La pregunta suele tener una primera respuesta muy simple, quizás la más popular, y que fue muy repetida en la manifestación del pasado 8-O: “Catalunya es (de) España”. Ahí pueden añadirse fundamentos historicistas: “Ha sido así desde hace 500 años”. Es un argumento esencialista que entiende la pertenencia como una cosa natural y la unidad territorial como sagrada, intocable. Incluso el recurso a la historia –al margen del rigor de la afirmación–, como si esta pudiera determinar por sí sola el futuro y la naturaleza de un vínculo político, sigue con la idea de destino ineluctable. Se trata, diga lo que diga el premio Nobel de Literatura Mario Vargas Llosa, de la forma de nacionalismo que precisamente él dice condenar.

Otro de los tipos de respuesta que suelen abundar es el que apunta a razones de carácter material, derivadas del tamaño de los países y su impacto económico, de su potencia internacional o de una supuesta lógica histórica a favor de la supresión de fronteras. Confieso que, en general, me parecen argumentos que en el fondo pretenden disimular las razones esencialistas de las que antes he hablado. Primero, porque es una obviedad empírica que el tamaño de los países, en una economía globalizada, ya no determina su capacidad para generar riqueza. Segundo, porque la potencia internacional de un Estado no depende tanto de su magnitud como de las alianzas que es capaz de establecer y de su posición geoestratégica. Y, con respecto a la disolución de las fronteras, el argumento contiene una gran dosis de hipocresía, en la medida en que la defensa de la unidad territorial es, precisamente, un alegato a favor de la estabilidad de las propias fronteras.
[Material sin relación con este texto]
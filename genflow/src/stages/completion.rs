//! A stage that asks the model for one completion.

use super::Stage;
use crate::context::PipelineContext;
use crate::core::StageOutput;
use crate::errors::GenflowError;
use crate::model::render_prompt;
use async_trait::async_trait;
use tracing::debug;

/// Renders a prompt from context data and stores the model's reply.
///
/// `{key}` placeholders are filled from the context; strings are inserted
/// verbatim and other values as JSON. The reply is written to the context
/// under `output_key` and returned as the stage's `response` value.
#[derive(Debug, Clone)]
pub struct CompletionStage {
    id: String,
    template: String,
    model_id: String,
    output_key: String,
}

impl CompletionStage {
    /// Creates a stage storing the reply under `output_key`.
    pub fn new(
        id: impl Into<String>,
        template: impl Into<String>,
        output_key: impl Into<String>,
    ) -> Self {
        Self {
            id: id.into(),
            template: template.into(),
            model_id: "default".to_string(),
            output_key: output_key.into(),
        }
    }

    /// Sets the model identifier.
    #[must_use]
    pub fn with_model_id(mut self, model_id: impl Into<String>) -> Self {
        self.model_id = model_id.into();
        self
    }

    /// Returns the context key the reply is stored under.
    #[must_use]
    pub fn output_key(&self) -> &str {
        &self.output_key
    }

    fn prompt(&self, ctx: &PipelineContext) -> String {
        render_prompt(&self.template, |key| {
            ctx.get_data(key).map(|value| match value {
                serde_json::Value::String(s) => s,
                other => other.to_string(),
            })
        })
    }
}

#[async_trait]
impl Stage for CompletionStage {
    fn id(&self) -> &str {
        &self.id
    }

    async fn run(&self, ctx: &PipelineContext) -> Result<StageOutput, GenflowError> {
        let prompt = self.prompt(ctx);
        debug!(stage = %self.id, model = %self.model_id, chars = prompt.len(), "Requesting completion");

        let response = ctx.model().complete(&prompt, &self.model_id).await?;
        ctx.set_data(self.output_key.clone(), serde_json::Value::String(response.clone()));
        Ok(StageOutput::ok_value("response", serde_json::Value::String(response)))
    }
}

#[cfg(test)]
mod tests {
    use super::*;
    use crate::errors::{ErrorKind, ModelError};
    use crate::testing::{assert_output_value, ScriptedModelClient, TestContext};
    use serde_json::json;
    use std::sync::Arc;

    #[tokio::test]
    async fn test_renders_prompt_and_stores_reply() {
        let model = Arc::new(ScriptedModelClient::new().with_response("<file_manifest></file_manifest>"));
        let ctx = TestContext::new()
            .with_model(model.clone())
            .with_data("app", json!("a todo app"))
            .with_data("pages", json!(3))
            .build();

        let stage = CompletionStage::new("plan", "Plan {app} with {pages} pages.", "document")
            .with_model_id("planner");
        let output = stage.run(&ctx).await.unwrap();

        assert_eq!(model.prompts(), vec!["Plan a todo app with 3 pages."]);
        assert_eq!(model.model_ids(), vec!["planner"]);
        assert_output_value(&output, "response", &json!("<file_manifest></file_manifest>"));
        assert_eq!(ctx.require_str("document").unwrap(), "<file_manifest></file_manifest>");
    }

    #[tokio::test]
    async fn test_model_error_keeps_its_kind() {
        let model = Arc::new(ScriptedModelClient::new().with_error(ModelError::timeout("slow")));
        let ctx = TestContext::new().with_model(model).build();

        let err = CompletionStage::new("plan", "hi", "document")
            .run(&ctx)
            .await
            .unwrap_err();

        assert_eq!(err.kind(), ErrorKind::Timeout);
        assert!(ctx.get_data("document").is_none());
    }
}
El tercer tipo de argumento es más difícil de abordar: remite a las emociones, y muy particularmente, al sentimiento de pertenencia. Aquí combaten la desafección y las rupturas emocionales con los vínculos fuertes a un territorio como espacio de identificación. No sirve de nada aducir que, como todo en esta vida, no se trata de emociones innatas sino socialmente fabricadas, alimentadas y, también, variables en el tiempo. Pero a pesar de la fragilidad de sus fundamentos, subjetivamente, estas identificaciones pueden ser vividas con mucha pasión. Además, siempre da la impresión que las de los demás son fruto de la manipulación o el adoctrinamiento. Y a pesar de que este tipo de adhesiones en sociedades complejas como las nuestras responden a patrones muy diversos, la tentación de llevar la confrontación política a una reducción emocional –conmigo o contra mí– es tan grande como peligrosa.
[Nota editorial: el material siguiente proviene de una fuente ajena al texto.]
//! Typed-error retry engine with configurable backoff.
//!
//! Only the transient [`ErrorKind`]s are retried. Counters are keyed by
//! `(operation, kind)` and live in one [`RetryEngine`] per pipeline run, so
//! concurrent runs never interleave their attempt counts.

use crate::cancellation::CancellationToken;
use crate::errors::{ErrorKind, GenflowError};
use crate::events::{self, EventSink, NoOpEventSink};
use parking_lot::Mutex;
use rand::Rng;
use serde::{Deserialize, Serialize};
use std::collections::HashMap;
use std::future::Future;
use std::sync::Arc;
use std::time::Duration;
use tracing::{debug, warn};

/// Backoff strategy for retry delays.
#[derive(Debug, Clone, Copy, PartialEq, Eq, Default, Serialize, Deserialize)]
#[serde(rename_all = "snake_case")]
pub enum BackoffStrategy {
    /// delay = base * (attempt + 1)
    #[default]
    Linear,
    /// delay = base * 2^attempt
    Exponential,
    /// delay = base
    Constant,
}

/// Jitter strategy applied on top of the backoff delay.
#[derive(Debug, Clone, Copy, PartialEq, Eq, Default, Serialize, Deserialize)]
#[serde(rename_all = "snake_case")]
pub enum JitterStrategy {
    /// No jitter
    #[default]
    None,
    /// Random from 0 to delay
    Full,
    /// Half fixed, half random
    Equal,
}

/// Configuration for retry behavior.
#[derive(Debug, Clone, PartialEq, Eq, Serialize, Deserialize)]
pub struct RetryConfig {
    /// Maximum retries after the initial attempt.
    #[serde(default = "default_max_retries")]
    pub max_retries: u32,
    /// Base delay between retries in milliseconds.
    #[serde(default = "default_base_delay_ms")]
    pub base_delay_ms: u64,
    /// Maximum delay cap in milliseconds.
    #[serde(default = "default_max_delay_ms")]
    pub max_delay_ms: u64,
    /// Backoff strategy.
    #[serde(default)]
    pub backoff_strategy: BackoffStrategy,
    /// Jitter strategy.
    #[serde(default)]
    pub jitter_strategy: JitterStrategy,
}

/// Retries performed before a transient error becomes terminal.
pub const MAX_RETRY: u32 = 3;

const fn default_max_retries() -> u32 {
    MAX_RETRY
}

const fn default_base_delay_ms() -> u64 {
    1000
}

const fn default_max_delay_ms() -> u64 {
    30_000
}

impl Default for RetryConfig {
    fn default() -> Self {
        Self {
            max_retries: default_max_retries(),
            base_delay_ms: default_base_delay_ms(),
            max_delay_ms: default_max_delay_ms(),
            backoff_strategy: BackoffStrategy::Linear,
            jitter_strategy: JitterStrategy::None,
        }
    }
}

impl RetryConfig {
    /// Creates a new retry config.
    #[must_use]
    pub fn new() -> Self {
        Self::default()
    }

    /// Sets the maximum retries.
    #[must_use]
    pub const fn with_max_retries(mut self, retries: u32) -> Self {
        self.max_retries = retries;
        self
    }

    /// Sets the base delay.
    #[must_use]
    pub const fn with_base_delay_ms(mut self, delay: u64) -> Self {
        self.base_delay_ms = delay;
        self
    }

    /// Sets the maximum delay.
    #[must_use]
    pub const fn with_max_delay_ms(mut self, delay: u64) -> Self {
        self.max_delay_ms = delay;
        self
    }

    /// Sets the backoff strategy.
    #[must_use]
    pub const fn with_backoff(mut self, strategy: BackoffStrategy) -> Self {
        self.backoff_strategy = strategy;
        self
    }

    /// Sets the jitter strategy.
    #[must_use]
    pub const fn with_jitter(mut self, strategy: JitterStrategy) -> Self {
        self.jitter_strategy = strategy;
        self
    }

    /// Calculates the delay before retry number `attempt` (0-indexed).
    #[must_use]
    pub fn delay_for(&self, attempt: u32) -> Duration {
        let base = self.base_delay_ms;
        let max = self.max_delay_ms;

        let delay = match self.backoff_strategy {
            BackoffStrategy::Linear => base.saturating_mul(u64::from(attempt) + 1),
            BackoffStrategy::Exponential => base.saturating_mul(2u64.saturating_pow(attempt)),
            BackoffStrategy::Constant => base,
        }
        .min(max);

        let jittered = match self.jitter_strategy {
            JitterStrategy::None => delay,
            JitterStrategy::Full => {
                if delay == 0 {
                    0
                } else {
                    rand::thread_rng().gen_range(0..=delay)
                }
            }
            JitterStrategy::Equal => {
                let half = delay / 2;
                if half == 0 {
                    delay
                } else {
                    half + rand::thread_rng().gen_range(0..=half)
                }
            }
        };

        Duration::from_millis(jittered)
    }
}

/// Attempt counters keyed by operation and error kind.
#[derive(Debug, Default, Clone)]
pub struct RetryState {
    counters: HashMap<(String, ErrorKind), u32>,
}

impl RetryState {
    /// Creates a new retry state.
    #[must_use]
    pub fn new() -> Self {
        Self::default()
    }

    /// Increments the counter and returns its new value.
    pub fn increment(&mut self, operation: &str, kind: ErrorKind) -> u32 {
        let counter = self
            .counters
            .entry((operation.to_string(), kind))
            .or_insert(0);
        *counter += 1;
        *counter
    }

    /// Returns the current counter value.
    #[must_use]
    pub fn attempts(&self, operation: &str, kind: ErrorKind) -> u32 {
        self.counters
            .get(&(operation.to_string(), kind))
            .copied()
            .unwrap_or(0)
    }

    /// Clears one counter.
    pub fn clear(&mut self, operation: &str, kind: ErrorKind) {
        self.counters.remove(&(operation.to_string(), kind));
    }

    /// Returns true if no counter is active.
    #[must_use]
    pub fn is_empty(&self) -> bool {
        self.counters.is_empty()
    }
}

/// Wraps fallible operations with typed-error classification and backoff.
pub struct RetryEngine {
    config: RetryConfig,
    state: Mutex<RetryState>,
    cancellation: Arc<CancellationToken>,
    event_sink: Arc<dyn EventSink>,
}

impl std::fmt::Debug for RetryEngine {
    fn fmt(&self, f: &mut std::fmt::Formatter<'_>) -> std::fmt::Result {
        f.debug_struct("RetryEngine")
            .field("config", &self.config)
            .field("state", &*self.state.lock())
            .finish_non_exhaustive()
    }
}

impl Default for RetryEngine {
    fn default() -> Self {
        Self::new(RetryConfig::default())
    }
}

impl RetryEngine {
    /// Creates an engine with its own cancellation token and no event sink.
    #[must_use]
    pub fn new(config: RetryConfig) -> Self {
        Self {
            config,
            state: Mutex::new(RetryState::new()),
            cancellation: Arc::new(CancellationToken::new()),
            event_sink: Arc::new(NoOpEventSink),
        }
    }

    /// Sets the cancellation token raced against backoff sleeps.
    #[must_use]
    pub fn with_cancellation(mut self, token: Arc<CancellationToken>) -> Self {
        self.cancellation = token;
        self
    }

    /// Sets the event sink for retry events.
    #[must_use]
    pub fn with_event_sink(mut self, sink: Arc<dyn EventSink>) -> Self {
        self.event_sink = sink;
        self
    }

    /// Returns the retry configuration.
    #[must_use]
    pub const fn config(&self) -> &RetryConfig {
        &self.config
    }

    /// Returns the live counter for an operation and kind.
    #[must_use]
    pub fn attempts(&self, operation: &str, kind: ErrorKind) -> u32 {
        self.state.lock().attempts(operation, kind)
    }

    /// Returns a copy of all live counters.
    #[must_use]
    pub fn state(&self) -> RetryState {
        self.state.lock().clone()
    }

    /// Runs `operation`, retrying transient failures.
    ///
    /// The first failure fixes the kind being retried. A retry that fails
    /// with a different kind aborts with [`GenflowError::RetryKindChanged`];
    /// running out of retries yields [`GenflowError::MaxRetriesExceeded`].
    /// Non-retryable errors are returned unchanged.
    pub async fn execute<T, F, Fut>(&self, operation: &str, mut op: F) -> Result<T, GenflowError>
    where
        F: FnMut() -> Fut,
        Fut: Future<Output = Result<T, GenflowError>>,
    {
        let first = match op().await {
            Ok(value) => return Ok(value),
            Err(err) => err,
        };

        let kind = first.kind();
        if !kind.is_retryable() {
            return Err(first);
        }

        let mut last = first;
        for attempt in 0..self.config.max_retries {
            let count = self.state.lock().increment(operation, kind);
            let delay = self.config.delay_for(attempt);

            debug!(
                operation = %operation,
                kind = %kind,
                attempt = count,
                delay_ms = u64::try_from(delay.as_millis()).unwrap_or(u64::MAX),
                error = %last,
                "Retrying after transient error"
            );
            self.event_sink.emit(
                events::RETRY_SCHEDULED,
                serde_json::json!({
                    "operation": operation,
                    "kind": kind,
                    "attempt": count,
                    "delay_ms": u64::try_from(delay.as_millis()).unwrap_or(u64::MAX),
                }),
            );

            if let Err(cancelled) = self.sleep(delay).await {
                self.state.lock().clear(operation, kind);
                return Err(cancelled);
            }

            match op().await {
                Ok(value) => {
                    self.state.lock().clear(operation, kind);
                    return Ok(value);
                }
                Err(err) if err.kind() == kind => last = err,
                Err(err) => {
                    self.state.lock().clear(operation, kind);
                    warn!(
                        operation = %operation,
                        retrying = %kind,
                        encountered = %err.kind(),
                        "Retry aborted by a different error kind"
                    );
                    return Err(GenflowError::RetryKindChanged {
                        operation: operation.to_string(),
                        retrying: kind,
                        encountered: err.kind(),
                        attempts: count,
                        source: Box::new(err),
                    });
                }
            }
        }

        self.state.lock().clear(operation, kind);
        warn!(operation = %operation, kind = %kind, "Retries exhausted");
        self.event_sink.emit(
            events::RETRY_EXHAUSTED,
            serde_json::json!({
                "operation": operation,
                "kind": kind,
                "attempts": self.config.max_retries,
            }),
        );

        Err(GenflowError::MaxRetriesExceeded {
            operation: operation.to_string(),
            kind,
            attempts: self.config.max_retries,
            source: Box::new(last),
        })
    }

    async fn sleep(&self, delay: Duration) -> Result<(), GenflowError> {
        self.cancellation.check()?;
        tokio::select! {
            () = tokio::time::sleep(delay) => Ok(()),
            () = self.cancellation.cancelled() => self.cancellation.check(),
        }
    }
}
Finalmente, me interesa el argumento que hace dramática la independencia con la excusa de que puede dividir la sociedad que quiere emanciparse. Siempre me ha sorprendido que se pueda considerar que la independencia es la que dividiría la sociedad catalana, y no se vea que, si esta división fuera real e insoluble, la dependencia tampoco la evitaría. Que una Catalunya independiente sea capaz de coser –no de disolver– democráticamente la diversidad está por demostrar. Pero que la dependencia no ha sido capaz de atar Catalunya a España es una evidencia. Hay unidades que dividen, y divisiones que pueden unir.
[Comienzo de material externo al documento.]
//! Records port calls into a cassette file.

use std::path::PathBuf;

use chrono::Utc;

use super::format::{Cassette, Interaction};

/// Collects interactions in memory and writes them out as YAML on [`finish`](Self::finish).
#[derive(Debug)]
pub struct CassetteRecorder {
    path: PathBuf,
    name: String,
    commit: String,
    interactions: Vec<Interaction>,
}

impl CassetteRecorder {
    /// Create a recorder that will write to `path`.
    pub fn new(
        path: impl Into<PathBuf>,
        name: impl Into<String>,
        commit: impl Into<String>,
    ) -> Self {
        Self { path: path.into(), name: name.into(), commit: commit.into(), interactions: Vec::new() }
    }

    /// Append an interaction; its `seq` is its position in the session.
    pub fn record(
        &mut self,
        port: impl Into<String>,
        method: impl Into<String>,
        input: serde_json::Value,
        output: serde_json::Value,
    ) {
        self.interactions.push(Interaction {
            seq: self.interactions.len() as u64,
            port: port.into(),
            method: method.into(),
            input,
            output,
        });
    }

    /// Write the cassette to disk, creating parent directories as needed.
    ///
    /// # Errors
    ///
    /// Returns an error if the file cannot be written.
    pub fn finish(self) -> Result<PathBuf, std::io::Error> {
        let cassette = Cassette {
            name: self.name,
            recorded_at: Utc::now(),
            commit: self.commit,
            interactions: self.interactions,
        };
        let yaml = serde_yaml::to_string(&cassette).map_err(std::io::Error::other)?;
        if let Some(parent) = self.path.parent() {
            std::fs::create_dir_all(parent)?;
        }
        std::fs::write(&self.path, yaml)?;
        Ok(self.path)
    }
}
La pregunta inicial sobre si la independización de Catalunya tiene que ser necesariamente un drama, en cualquier caso, sí tiene una respuesta clara: lo será en la medida en que la resistencia que se oponga quiera hacer de ello una tragedia. En un proceso acordado no tan sólo se habrían podido ­minimizar las dificultades, sino maximizar las ventajas. Se habría podido llevar a cabo sin forzar emocionalmente a nadie. Y sobre todo se habrían podido buscar formas futuras de cooperación más eficaces que las del fracasado modelo autonómico. Nunca hay que decir nunca jamás, pero esta vez ya no sé si estamos a tiempo de desdramatizar la ruptura.